It then came under the Gupta Empire after dealing with the Kidarites. By the late 5th century, attacks by Hephthalite tribes known as the Indo-Hephthalites or Hunas (Huns) broke through the Gupta Empire's northwestern borders and overran much of northwestern India. Concurrently, Ror dynasty ruled parts of the region for several centuries.

Afterwards, Sindh came under the rule of Emperor Harshavardhan, then the Rai Dynasty around 478. The Rais were overthrown by Chachar of Alor around 632. The Brahman dynasty ruled a vast territory that stretched from Multan in the north to the Rann of Kutch, Alor was their capital.

The connection between the Sindh and Islam was established by the initial Muslim missions during the Rashidun Caliphate. Al-Hakim ibn Jabalah al-Abdi, who attacked Makran in the year AD 649, was an early partisan of Ali ibn Abu Talib. During the caliphate of Ali, many Jats of Sindh had come under the influence of Shi'ism and some even participated in the Battle of Camel and died fighting for Ali. Under the Umayyads (661 – 750 AD), many Shias sought asylum in the region of Sindh, to live in relative peace in the remote area. Ziyad Hindi is one of those refugees.

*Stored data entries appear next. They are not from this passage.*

use thiserror::Error;

/// Failures of the weather pipeline (IP lookup, weather fetch, formatting).
#[derive(Debug, Error)]
pub enum WeatherError {
    #[error("Request failed: {0}")]
    Http(#[from] reqwest::Error),

    #[error("Request to {url} failed with status {status}: {body}")]
    Status {
        url: String,
        status: reqwest::StatusCode,
        body: String,
    },

    #[error("Failed to parse response JSON: {0}")]
    Parse(#[from] serde_json::Error),

    #[error("Malformed payload: {0}")]
    MalformedPayload(String),

    #[error("Invalid request URL: {0}")]
    InvalidUrl(String),

    #[error(
        "No credentials configured for '{0}'.\n\
         Hint: run `weather configure {0}` and enter your key."
    )]
    MissingCredentials(&'static str),
}

/// Why the device could not report a position.
#[derive(Debug, Clone, PartialEq, Eq, Error)]
pub enum GeolocationError {
    #[error("Geolocation permission denied")]
    PermissionDenied,

    #[error("Geolocation not supported")]
    Unsupported,

    #[error("Geolocation unavailable: {0}")]
    Unavailable(String),
}

impl GeolocationError {
    /// Numeric code in the usual position-error numbering.
    pub fn code(&self) -> u8 {
        match self {
            GeolocationError::PermissionDenied => 1,
            GeolocationError::Unsupported => 2,
            GeolocationError::Unavailable(_) => 3,
        }
    }

    /// Banner text announcing the IP fallback, empty for codes without one.
    pub fn fallback_message(&self) -> &'static str {
        match self.code() {
            1 => "Geolocation blocked. Using IP address instead.",
            2 => "Geolocation not supported. Using IP address instead.",
            _ => "",
        }
    }
}

pub(crate) fn truncate_body(body: &str) -> String {
    const MAX: usize = 200;
    match body.char_indices().nth(MAX) {
        Some((idx, _)) => format!("{}...", &body[..idx]),
        None => body.to_string(),
    }
}

#[cfg(test)]
mod tests {
    use super::*;

    #[test]
    fn geolocation_codes_and_messages() {
        assert_eq!(GeolocationError::PermissionDenied.code(), 1);
        assert_eq!(GeolocationError::Unsupported.code(), 2);
        assert!(
            GeolocationError::PermissionDenied
                .fallback_message()
                .contains("blocked")
        );
        assert!(
            GeolocationError::Unsupported
                .fallback_message()
                .contains("not supported")
        );
        assert_eq!(
            GeolocationError::Unavailable("timeout".into()).fallback_message(),
            ""
        );
    }

    #[test]
    fn truncate_body_keeps_short_bodies() {
        assert_eq!(truncate_body("oops"), "oops");

        let long = "x".repeat(250);
        let cut = truncate_body(&long);
        assert!(cut.ends_with("..."));
        assert_eq!(cut.len(), 203);
    }

    #[test]
    fn missing_credentials_hint() {
        let msg = WeatherError::MissingCredentials("openweather").to_string();
        assert!(msg.contains("weather configure openweather"));
    }
}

In 712, Muhammad bin Qasim conquered the Sindh and Indus Valley, bringing South Asian societies into contact with Islam. Dahir was an unpopular Hindu king that ruled over a Buddhist majority and that Chach of Alor and his kin were regarded as usurpers of the earlier Buddhist Rai Dynasty, a view questioned by those who note the diffuse and blurred nature of Hindu and Buddhist practices in the region, especially that of the royalty to be patrons of both and those who believe that Chach may have been a Buddhist. The forces of Muhammad bin Qasim defeated Raja Dahir in alliance with the Hindu Jats and other regional governors.


Raja Dahir. The last Hindu king of Sindh.

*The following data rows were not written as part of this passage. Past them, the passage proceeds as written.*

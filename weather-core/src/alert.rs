/// Text shown when a failure has no specific message.
pub const GENERIC_ALERT: &str = "Oh no! Something went wrong!";

/// Sink for transient, user-visible error messages.
///
/// Implementations decide how (and whether) to show the message; callers
/// never wait on it. An empty message stands for [`GENERIC_ALERT`].
pub trait Alert: Send + Sync {
    fn alert(&self, message: &str);
}

/// The text to display for `message`.
pub fn alert_text(message: &str) -> &str {
    if message.trim().is_empty() {
        GENERIC_ALERT
    } else {
        message
    }
}
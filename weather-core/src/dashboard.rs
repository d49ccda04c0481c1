//! Controller: resolve location, fetch, format.

use chrono::{DateTime, Local, TimeZone};
use std::sync::atomic::{AtomicU64, Ordering};
use tracing::{debug, warn};

use crate::{
    alert::Alert,
    fetch::WeatherFetcher,
    format::format_weather,
    location::{DeviceLocator, LocationResolver, LocationSource},
    model::WeatherView,
};

/// How a single dashboard cycle ended.
#[derive(Debug, Clone, PartialEq)]
pub enum Outcome {
    Ready(WeatherView),
    /// A newer cycle started while this one was fetching; its result is dropped.
    Superseded,
    /// The cycle stopped early; an alert has been raised.
    Failed,
}

/// Runs dashboard cycles. A newer cycle replaces any older one still in flight.
#[derive(Debug)]
pub struct Dashboard<L> {
    resolver: LocationResolver<L>,
    fetcher: WeatherFetcher,
    generation: AtomicU64,
}

impl<L: DeviceLocator> Dashboard<L> {
    pub fn new(resolver: LocationResolver<L>, fetcher: WeatherFetcher) -> Self {
        Self {
            resolver,
            fetcher,
            generation: AtomicU64::new(0),
        }
    }

    pub async fn run(&self, source: LocationSource, alert: &dyn Alert) -> Outcome {
        self.run_at(source, alert, Local::now()).await
    }

    /// Like [`Dashboard::run`] with an explicit "now" deciding which day is today.
    pub async fn run_at<Tz: TimeZone>(
        &self,
        source: LocationSource,
        alert: &dyn Alert,
        now: DateTime<Tz>,
    ) -> Outcome {
        let ticket = self.generation.fetch_add(1, Ordering::SeqCst) + 1;

        let Some(query) = self.resolver.resolve(source, alert).await else {
            return Outcome::Failed;
        };

        let fetched = self.fetcher.fetch(&query).await;

        if self.generation.load(Ordering::SeqCst) != ticket {
            debug!(ticket, "dropping superseded weather cycle");
            return Outcome::Superseded;
        }

        let view = fetched.and_then(|payload| format_weather(&payload, &now));
        match view {
            Ok(view) => Outcome::Ready(view),
            Err(err) => {
                warn!(error = %err, ?query, "weather cycle failed");
                alert.alert("");
                Outcome::Failed
            }
        }
    }
}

In 711 AD, Muhammad bin Qasim led an Umayyad force of 20,000 cavalry and 5 catapults. Muhammad bin Qasim defeated the Raja Dahir and captured the cities of Alor, Multan and Debal. Sindh became the easternmost State of the Umayyad Caliphate and was referred to as "Sind" on Arab maps, with lands further east known as "Hind". Muhammad bin Qasim built the city of Mansura as his capital; the city then produced famous historical figures such as Abu Mashar Sindhi, Abu Ata al-Sindhi, Abu Raja Sindhi and Sind ibn Ali. At the port city of Debal, most of the Bawarij embraced Islam and became known as Sindhi Sailors, who were renowned for their navigation, geography and languages. After Bin Qasim left, the Umayyads ruled Sindh through the Habbari dynasty.

By the year 750, Debal was second only to Basra; Sindhi sailors from the port city of Debal voyaged to Basra, Bushehr, Musqat, Aden, Kilwa, Zanzibar, Sofala, Malabar, Sri Lanka and Java (where Sindhi merchants were known as the Santri). During the power struggle between the Umayyads and the Abbasids. The Habbari Dynasty became semi independent and was eliminated and Mansura was invaded by Sultan Mahmud Ghaznavi. Sindh then became an easternmost State of the Abbasid Caliphate ruled by the Soomro Dynasty. Muslim geographers, historians and travelers such as al-Masudi, Ibn Hawqal, Istakhri, Ahmed ibn Sahl al-Balkhi, al-Tabari, Baladhuri, Nizami, al-Biruni, Saadi Shirazi, Ibn Battutah and Katip Çelebi wrote about or visited the region, sometimes using the name "Sindh" for the entire area from the Arabian Sea to the Hindu Kush.

The Shahanshah Shahbuddin had conquered the region in 1200 and had made the Shah its governor and Shah in 1203.

Now, with free reign, the Shah had unlimited opportunity on the Hindustani frontier !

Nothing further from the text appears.